_REQUIRED WORK_.
Each line that holds the string "payload" counts once. Say how many such lines the entries have, giving the number only.

_DATA EXTRACTS_.
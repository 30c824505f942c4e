//! Logging hook for chat-completion traffic.
//!
//! [`ClientLogger`] lets callers capture every payload the [`crate::OpenRouter`] client
//! sends and every chunk it receives, for audit trails or debugging a misbehaving model.

use crate::types::{ChatCompletionChunk, ChatCompletionParams};

/// A trait for logging client operations.
///
/// # Example
///
/// ```rust,ignore
/// use supportintel::{ChatCompletionChunk, ChatCompletionParams, ClientLogger};
///
/// struct StderrLogger;
///
/// impl ClientLogger for StderrLogger {
///     fn log_request(&self, params: &ChatCompletionParams) {
///         eprintln!("-> {} ({} messages)", params.model, params.messages.len());
///     }
///
///     fn log_stream_chunk(&self, chunk: &ChatCompletionChunk) {
///         eprintln!("<- {:?}", chunk.text());
///     }
///
///     fn log_stream_text(&self, text: &str) {
///         eprintln!("== {text}");
///     }
/// }
/// ```
pub trait ClientLogger: Send + Sync {
    /// Log an outbound request payload, before it is sent.
    fn log_request(&self, params: &ChatCompletionParams);

    /// Log an individual parsed chunk, including chunks that carry no text.
    fn log_stream_chunk(&self, chunk: &ChatCompletionChunk);

    /// Log the text accumulated from a stream that finished cleanly.
    ///
    /// Called once per stream, with an empty string when the model produced nothing.
    fn log_stream_text(&self, text: &str);
}

/// A [`ClientLogger`] that forwards traffic to `tracing` at debug/trace level.
#[derive(Debug, Default, Clone, Copy)]
pub struct TracingClientLogger;

impl ClientLogger for TracingClientLogger {
    fn log_request(&self, params: &ChatCompletionParams) {
        tracing::debug!(
            model = %params.model,
            messages = params.messages.len(),
            "chat completion request"
        );
    }

    fn log_stream_chunk(&self, chunk: &ChatCompletionChunk) {
        tracing::trace!(
            text = chunk.text().unwrap_or(""),
            finish_reason = chunk.finish_reason().unwrap_or(""),
            "stream chunk"
        );
    }

    fn log_stream_text(&self, text: &str) {
        tracing::debug!(chars = text.chars().count(), "stream complete");
    }
}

_RESULT BELOW_.
2